MGG Pillai v Vincent Tan Chee Yioun & other appeals

— CIVIL APPEAL NOS W–02–221–94, W–02–222–94 AND W–02–223–94
[1995] 2 MLJ 493

22 MAY 1995


Tort — Defamation — Libel in magazine — Apology — Whether sufficient and unqualified apology — Whether merely conditional apology

Tort — Damages — Defamation — Apportionment of damages — Defendants severally liable — Whether damages may be awarded separately against each defendant — Defamation Act 1957 s 18

Evidence — Conspiracy — Whether must be proved only by direct evidence — Whether circumstantial evidence sufficient


The respondent, a well-known and successful businessman in Malaysia and internationally, brought an action against the appellants and other persons claiming damages for defamation and for conspiracy to defame. His complaint was in respect of a series of articles (‘the articles’) appearing in a magazine called Malaysian Industry(‘the magazine’). At all material times, the third appellant was its editor-in-chief, while the first appellant authored one of the articles complained of. The second and fourth appellants were the printer and publisher, respectively, of the magazine in question. Prior to the commencement of the action, the third and fourth appellants published an apology, without first sending a draft thereof to the respondent’s solicitors for approval, in a later issue of the magazine which, inter alia, stated that ‘we further apologize if the said articles tarnished the reputation of the [respondent]’. The writ in these proceedings was served on 28 February 1994. Amongst the appellants, only the second delivered a defence to the action. The court then made an order on 22 August 1994, pursuant to a summons for directions, setting the action down for trial which commenced on 10 October 1994. The trial then went on from day to day, even exceeding the period originally assigned to it, until its conclusion. After reserving judgment for a few days, the High Court judge found the appellants and the other defendants liable and awarded separate sums of general damages against them. [See [1995] 1 MLJ 39 .] The appellants then appealed to the Court of Appeal. At the appeal, counsel for the first and second appellants argued that: (a) the trial had proceeded with undue haste; (b) the damages claimed had not been proved; and (c) the award made by the trial judge was too high and out of line with the usual trend of awards for plaintiffs in defamation actions.

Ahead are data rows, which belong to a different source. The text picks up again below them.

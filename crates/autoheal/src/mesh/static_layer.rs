//! Static layer: configuration and pattern-library sanity.

use std::sync::Arc;

use anyhow::Result;
use async_trait::async_trait;
use regex::Regex;

use super::{LayerKind, ValidationIssue, ValidationLayer};
use crate::actions::ActionRegistry;
use crate::config::AutohealConfig;
use crate::store::Store;
use crate::types::{ConditionOperator, Severity};

/// Checks loaded configuration, required environment and stored rules.
pub struct StaticLayer {
    config: AutohealConfig,
    store: Arc<dyn Store>,
    registry: Arc<ActionRegistry>,
}

impl StaticLayer {
    #[must_use]
    pub fn new(config: AutohealConfig, store: Arc<dyn Store>, registry: Arc<ActionRegistry>) -> Self {
        Self {
            config,
            store,
            registry,
        }
    }
}

#[async_trait]
impl ValidationLayer for StaticLayer {
    fn kind(&self) -> LayerKind {
        LayerKind::Static
    }

    fn fails_on_high(&self) -> bool {
        true
    }

    async fn validate(&self) -> Result<Vec<ValidationIssue>> {
        let mut issues = Vec::new();

        for (i, problem) in self.config.validate().iter().enumerate() {
            issues.push(ValidationIssue::new(
                format!("config-invalid-{i}"),
                Severity::High,
                "Invalid configuration value",
                problem.to_string(),
            ));
        }

        for name in &self.config.mesh.required_env {
            if std::env::var_os(name).is_none() {
                issues.push(ValidationIssue::new(
                    format!("env-missing-{name}"),
                    Severity::Critical,
                    "Required environment variable is not set",
                    format!("{name} must be set"),
                ));
            }
        }

        for rule in self.store.list_patterns().await? {
            for condition in &rule.conditions {
                if condition.operator != ConditionOperator::Matches {
                    continue;
                }
                let valid = condition
                    .value
                    .as_str()
                    .is_some_and(|pattern| Regex::new(pattern).is_ok());
                if !valid {
                    issues.push(ValidationIssue::new(
                        format!("pattern-regex-{}", rule.id),
                        Severity::High,
                        "Pattern condition has an invalid regex",
                        format!(
                            "Rule '{}' condition on '{}' can never match: {}",
                            rule.name, condition.field, condition.value
                        ),
                    ));
                }
            }

            if !rule.enabled {
                continue;
            }

            let unregistered: Vec<String> = std::iter::once(rule.action.action)
                .chain(rule.action.rollback)
                .filter(|name| !self.registry.contains(*name))
                .map(|name| name.to_string())
                .collect();
            if !unregistered.is_empty() {
                issues.push(ValidationIssue::new(
                    format!("pattern-action-{}", rule.id),
                    Severity::Medium,
                    "Enabled rule uses an unregistered action",
                    format!(
                        "Rule '{}' references {} with no implementation",
                        rule.name,
                        unregistered.join(", ")
                    ),
                ));
            }

            if rule.fingerprints.is_empty() && rule.conditions.is_empty() {
                issues.push(ValidationIssue::new(
                    format!("pattern-empty-{}", rule.id),
                    Severity::Low,
                    "Enabled rule can never match",
                    format!("Rule '{}' has neither fingerprints nor conditions", rule.name),
                ));
            }
        }

        Ok(issues)
    }
}
impl FailureContext {
    pub fn new(route: impl Into<String>, method: Method) -> Self {
        Self {
            route: route.into(),
            method,
            user_id: None,
            payload: None,
            headers: None,
            timestamp: Utc::now(),
        }
    }

    #[must_use]
    pub fn with_user(mut self, user_id: impl Into<String>) -> Self {
        self.user_id = Some(user_id.into());
        self
    }

    #[must_use]
    pub fn with_payload(mut self, payload: serde_json::Value) -> Self {
        self.payload = Some(payload);
        self
    }

    #[must_use]
    pub fn with_headers(mut self, headers: HashMap<String, String>) -> Self {
        self.headers = Some(headers);
        self
    }
}

/// Point-in-time resource snapshot. Holds environment variable names only.
#[derive(Debug, Clone, Default, PartialEq, Eq, Serialize, Deserialize)]
pub struct SystemState {
    pub memory_used_bytes: u64,
    pub memory_total_bytes: u64,
    pub runtime_version: String,
    pub process_id: u32,
    pub env_keys: Vec<String>,
}

/// Persisted record of one observed failure occurrence.
#[derive(Debug, Clone, PartialEq, Serialize, Deserialize)]
pub struct FailureSignature {
    pub id: Uuid,
    pub fingerprint: String,
    pub timestamp: DateTime<Utc>,
    pub category: ErrorCategory,
    pub severity: Severity,
    pub context: FailureContext,
    pub error: ErrorDetails,
    pub system_state: SystemState,
    #[serde(default, skip_serializing_if = "Option::is_none")]
    pub resolution: Option<ResolutionOutcome>,
    pub occurrence_count: u64,
    pub first_seen: DateTime<Utc>,
    pub last_seen: DateTime<Utc>,
}

/// Comparison applied by a [`MatchCondition`].
#[derive(Debug, Clone, Copy, PartialEq, Eq, Serialize, Deserialize)]
#[serde(rename_all = "snake_case")]
pub enum ConditionOperator {
    Equals,
    Contains,
    Matches,
    In,
    Gt,
    Lt,
}

/// A dot-path predicate over a serialized [`FailureSignature`].
#[derive(Debug, Clone, PartialEq, Serialize, Deserialize)]
pub struct MatchCondition {
    /// Dot path such as `error.name` or `context.payload.amount`
    pub field: String,
    pub operator: ConditionOperator,
    pub value: serde_json::Value,
}

impl MatchCondition {
    pub fn new(
        field: impl Into<String>,
        operator: ConditionOperator,
        value: impl Into<serde_json::Value>,
    ) -> Self {
        Self {
            field: field.into(),
            operator,
            value: value.into(),
        }
    }
}

/// Fixed set of remediation action names.
///
/// Implementations are injected through [`crate::actions::ActionRegistry`].
#[derive(Debug, Clone, Copy, PartialEq, Eq, Hash, PartialOrd, Ord, Serialize, Deserialize)]
#[serde(rename_all = "snake_case")]
pub enum ActionName {
    RetryOperation,
    ClearCache,
    RefreshSession,
    ResetConnectionPool,
    ReconcileSubscription,
    ResendEmail,
    BackoffRateLimit,
    CleanupUpload,
    ReloadConfig,
}

impl ActionName {
    pub const ALL: [Self; 9] = [
        Self::RetryOperation,
        Self::ClearCache,
        Self::RefreshSession,
        Self::ResetConnectionPool,
        Self::ReconcileSubscription,
        Self::ResendEmail,
        Self::BackoffRateLimit,
        Self::CleanupUpload,
        Self::ReloadConfig,
    ];

    #[must_use]
    pub fn as_str(self) -> &'static str {
        match self {
            Self::RetryOperation => "retry_operation",
            Self::ClearCache => "clear_cache",
            Self::RefreshSession => "refresh_session",
            Self::ResetConnectionPool => "reset_connection_pool",
            Self::ReconcileSubscription => "reconcile_subscription",
            Self::ResendEmail => "resend_email",
            Self::BackoffRateLimit => "backoff_rate_limit",
            Self::CleanupUpload => "cleanup_upload",
            Self::ReloadConfig => "reload_config",
        }
    }

    /// Default remediation for a category, used by learned rules.
    #[must_use]
    pub fn default_for(category: ErrorCategory) -> Self {
        match category {
            ErrorCategory::Authentication | ErrorCategory::Authorization => Self::RefreshSession,
            ErrorCategory::Database => Self::ResetConnectionPool,
            ErrorCategory::Payment => Self::ReconcileSubscription,
            ErrorCategory::Email => Self::ResendEmail,
            ErrorCategory::RateLimit => Self::BackoffRateLimit,
            ErrorCategory::FileUpload => Self::CleanupUpload,
            ErrorCategory::Validation => Self::ClearCache,
            ErrorCategory::ExternalApi | ErrorCategory::Network | ErrorCategory::Unknown => {
                Self::RetryOperation
            }
        }
    }
}

impl fmt::Display for ActionName {
    fn fmt(&self, f: &mut fmt::Formatter<'_>) -> fmt::Result {
        f.write_str(self.as_str())
    }
}

impl FromStr for ActionName {
    type Err = Error;

    fn from_str(s: &str) -> Result<Self, Self::Err> {
        let normalized = s.trim().to_ascii_lowercase().replace('-', "_");
        Self::ALL
            .into_iter()
            .find(|a| a.as_str() == normalized)
            .ok_or_else(|| Error::UnknownVariant {
                kind: "action",
                value: s.to_string(),
            })
    }
}

/// Remediation descriptor attached to a [`PatternRule`].
#[derive(Debug, Clone, PartialEq, Eq, Serialize, Deserialize)]
pub struct ResolutionAction {
    pub action: ActionName,
    pub timeout_ms: u64,
    #[serde(default, skip_serializing_if = "Option::is_none")]
    pub rollback: Option<ActionName>,
    #[serde(default)]
    pub requires_approval: bool,
}
//! In-process store backed by `RwLock`-guarded tables.

use async_trait::async_trait;
use chrono::{DateTime, Utc};
use tokio::sync::RwLock;
use uuid::Uuid;

use super::tables::Tables;
use super::Store;
use crate::error::StoreResult;
use crate::types::{
    ErrorCategory, Escalation, FailureSignature, PatternRule, ResolutionLogEntry,
};

/// Volatile store. Each mutation runs under a single write lock, which makes
/// the increment and counter operations atomic within the process.
#[derive(Debug, Default)]
pub struct MemoryStore {
    tables: RwLock<Tables>,
}

impl MemoryStore {
    #[must_use]
    pub fn new() -> Self {
        Self::default()
    }

    /// Seed the store with pattern rules.
    #[must_use]
    pub fn with_patterns(patterns: Vec<PatternRule>) -> Self {
        Self {
            tables: RwLock::new(Tables {
                patterns,
                ..Tables::default()
            }),
        }
    }
}

#[async_trait]
impl Store for MemoryStore {
    fn storage_type(&self) -> &'static str {
        "memory"
    }

    async fn ping(&self) -> StoreResult<()> {
        Ok(())
    }

    async fn latest_failure(&self, fingerprint: &str) -> StoreResult<Option<FailureSignature>> {
        Ok(self.tables.read().await.latest_failure(fingerprint).cloned())
    }

    async fn insert_failure(&self, signature: &FailureSignature) -> StoreResult<()> {
        self.tables.write().await.failures.push(signature.clone());
        Ok(())
    }

    async fn touch_occurrence(
        &self,
        fingerprint: &str,
        seen_at: DateTime<Utc>,
    ) -> StoreResult<Option<u64>> {
        Ok(self
            .tables
            .write()
            .await
            .touch_occurrence(fingerprint, seen_at))
    }

    async fn list_failures(
        &self,
        category: Option<ErrorCategory>,
    ) -> StoreResult<Vec<FailureSignature>> {
        Ok(self.tables.read().await.failures_in(category))
    }

    async fn get_pattern(&self, id: Uuid) -> StoreResult<Option<PatternRule>> {
        Ok(self.tables.read().await.pattern(id).cloned())
    }

    async fn insert_pattern(&self, rule: &PatternRule) -> StoreResult<()> {
        self.tables.write().await.patterns.push(rule.clone());
        Ok(())
    }

    async fn update_pattern(&self, rule: &PatternRule) -> StoreResult<()> {
        self.tables.write().await.update_pattern(rule)
    }

    async fn list_patterns(&self) -> StoreResult<Vec<PatternRule>> {
        Ok(self.tables.read().await.patterns.clone())
    }

    async fn enabled_patterns(&self, category: ErrorCategory) -> StoreResult<Vec<PatternRule>> {
        Ok(self.tables.read().await.enabled_patterns(category))
    }

    async fn record_pattern_outcome(
        &self,
        id: Uuid,
        success: bool,
        at: DateTime<Utc>,
    ) -> StoreResult<PatternRule> {
        self.tables
            .write()
            .await
            .record_pattern_outcome(id, success, at)
    }

    async fn insert_resolution_log(&self, entry: &ResolutionLogEntry) -> StoreResult<()> {
        self.tables.write().await.resolution_logs.push(entry.clone());
        Ok(())
    }

    async fn list_resolution_logs(&self) -> StoreResult<Vec<ResolutionLogEntry>> {
        Ok(self.tables.read().await.resolution_logs.clone())
    }

    async fn insert_escalation(&self, escalation: &Escalation) -> StoreResult<()> {
        self.tables.write().await.escalations.push(escalation.clone());
        Ok(())
    }

    async fn list_escalations(&self) -> StoreResult<Vec<Escalation>> {
        Ok(self.tables.read().await.escalations.clone())
    }
}
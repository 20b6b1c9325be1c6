//! In-memory table set shared by the memory and file backends.

use chrono::{DateTime, Utc};
use serde::{Deserialize, Serialize};
use uuid::Uuid;

use crate::error::{StoreError, StoreResult};
use crate::types::{
    ErrorCategory, Escalation, FailureSignature, PatternRule, ResolutionLogEntry,
};

/// Every row the subsystem persists. Serialized as-is by [`super::JsonFileStore`].
#[derive(Debug, Clone, Default, Serialize, Deserialize)]
pub(crate) struct Tables {
    #[serde(default)]
    pub failures: Vec<FailureSignature>,
    #[serde(default)]
    pub patterns: Vec<PatternRule>,
    #[serde(default)]
    pub resolution_logs: Vec<ResolutionLogEntry>,
    #[serde(default)]
    pub escalations: Vec<Escalation>,
}

impl Tables {
    pub fn latest_failure(&self, fingerprint: &str) -> Option<&FailureSignature> {
        self.failures
            .iter()
            .rev()
            .find(|f| f.fingerprint == fingerprint)
    }

    /// Continue from the highest count of any row with this fingerprint.
    ///
    /// Concurrent captures may insert their rows out of order, so the latest
    /// row can carry a stale count.
    pub fn touch_occurrence(&mut self, fingerprint: &str, seen_at: DateTime<Utc>) -> Option<u64> {
        let highest = self
            .failures
            .iter()
            .filter(|f| f.fingerprint == fingerprint)
            .map(|f| f.occurrence_count)
            .max()?;
        let row = self
            .failures
            .iter_mut()
            .rev()
            .find(|f| f.fingerprint == fingerprint)?;
        row.occurrence_count = highest + 1;
        if seen_at > row.last_seen {
            row.last_seen = seen_at;
        }
        Some(row.occurrence_count)
    }

    pub fn failures_in(&self, category: Option<ErrorCategory>) -> Vec<FailureSignature> {
        self.failures
            .iter()
            .filter(|f| match category {
                Some(c) => f.category == c,
                None => true,
            })
            .cloned()
            .collect()
    }

    pub fn pattern(&self, id: Uuid) -> Option<&PatternRule> {
        self.patterns.iter().find(|p| p.id == id)
    }

    pub fn update_pattern(&mut self, rule: &PatternRule) -> StoreResult<()> {
        let row = self
            .patterns
            .iter_mut()
            .find(|p| p.id == rule.id)
            .ok_or_else(|| StoreError::NotFound {
                kind: "pattern",
                id: rule.id.to_string(),
            })?;
        *row = rule.clone();
        Ok(())
    }

    pub fn enabled_patterns(&self, category: ErrorCategory) -> Vec<PatternRule> {
        self.patterns
            .iter()
            .filter(|p| p.enabled && p.category == category)
            .cloned()
            .collect()
    }

    pub fn record_pattern_outcome(
        &mut self,
        id: Uuid,
        success: bool,
        at: DateTime<Utc>,
    ) -> StoreResult<PatternRule> {
        let row = self
            .patterns
            .iter_mut()
            .find(|p| p.id == id)
            .ok_or_else(|| StoreError::NotFound {
                kind: "pattern",
                id: id.to_string(),
            })?;
        row.record_outcome(success, at);
        Ok(row.clone())
    }
}
//! State layer: consistency of persisted rows.

use std::collections::HashSet;
use std::sync::Arc;

use anyhow::Result;
use async_trait::async_trait;

use super::{LayerKind, ValidationIssue, ValidationLayer};
use crate::store::Store;
use crate::types::{confidence_from, Severity};

/// Tolerance when comparing stored and recomputed confidence.
const CONFIDENCE_TOLERANCE: f64 = 1e-9;

/// Referential-integrity and counter checks over the store.
pub struct StateLayer {
    store: Arc<dyn Store>,
}

impl StateLayer {
    #[must_use]
    pub fn new(store: Arc<dyn Store>) -> Self {
        Self { store }
    }
}

#[async_trait]
impl ValidationLayer for StateLayer {
    fn kind(&self) -> LayerKind {
        LayerKind::State
    }

    async fn validate(&self) -> Result<Vec<ValidationIssue>> {
        let failures = self.store.list_failures(None).await?;
        let patterns = self.store.list_patterns().await?;
        let logs = self.store.list_resolution_logs().await?;
        let escalations = self.store.list_escalations().await?;

        let mut issues = Vec::new();

        for failure in &failures {
            if failure.first_seen > failure.last_seen || failure.occurrence_count == 0 {
                issues.push(ValidationIssue::new(
                    format!("failure-timeline-{}", failure.id),
                    Severity::High,
                    "Failure row has an impossible timeline",
                    format!(
                        "fingerprint {} first_seen={} last_seen={} occurrences={}",
                        failure.fingerprint,
                        failure.first_seen,
                        failure.last_seen,
                        failure.occurrence_count
                    ),
                ));
            }
        }

        for rule in &patterns {
            if !(0.0..=1.0).contains(&rule.confidence) {
                issues.push(ValidationIssue::new(
                    format!("pattern-confidence-range-{}", rule.id),
                    Severity::Critical,
                    "Pattern confidence is out of range",
                    format!("Rule '{}' has confidence {}", rule.name, rule.confidence),
                ));
                continue;
            }
            let expected = confidence_from(rule.success_count, rule.failure_count);
            if (rule.confidence - expected).abs() > CONFIDENCE_TOLERANCE {
                issues.push(
                    ValidationIssue::new(
                        format!("pattern-confidence-drift-{}", rule.id),
                        Severity::High,
                        "Pattern confidence disagrees with its counters",
                        format!(
                            "Rule '{}' stores {:.3} but {}/{} implies {:.3}",
                            rule.name,
                            rule.confidence,
                            rule.success_count,
                            rule.failure_count,
                            expected
                        ),
                    )
                    .auto_fixable(),
                );
            }
        }

        let pattern_ids: HashSet<_> = patterns.iter().map(|p| p.id).collect();
        for log in logs.iter().filter(|l| !pattern_ids.contains(&l.rule_id)) {
            issues.push(
                ValidationIssue::new(
                    format!("orphan-resolution-log-{}", log.id),
                    Severity::Medium,
                    "Resolution log references a missing pattern",
                    format!("Log {} points at rule {}", log.id, log.rule_id),
                )
                .auto_fixable(),
            );
        }

        let failure_ids: HashSet<_> = failures.iter().map(|f| f.id).collect();
        for escalation in escalations
            .iter()
            .filter(|e| !failure_ids.contains(&e.signature_id))
        {
            issues.push(
                ValidationIssue::new(
                    format!("orphan-escalation-{}", escalation.id),
                    Severity::Medium,
                    "Escalation references a missing failure",
                    format!(
                        "Escalation {} points at signature {}",
                        escalation.id, escalation.signature_id
                    ),
                )
                .auto_fixable(),
            );
        }

        Ok(issues)
    }
}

Counsel for the third and fourth appellants contended that: (a) the trial judge was wrong in finding the third and fourth appellants liable; (b) the award made was too high; (c) the trial judge failed to take into account the apology published by the third and fourth appellants which should have reduced the award made against them; and (d) the trial judge erred in making separate awards against each app ellant.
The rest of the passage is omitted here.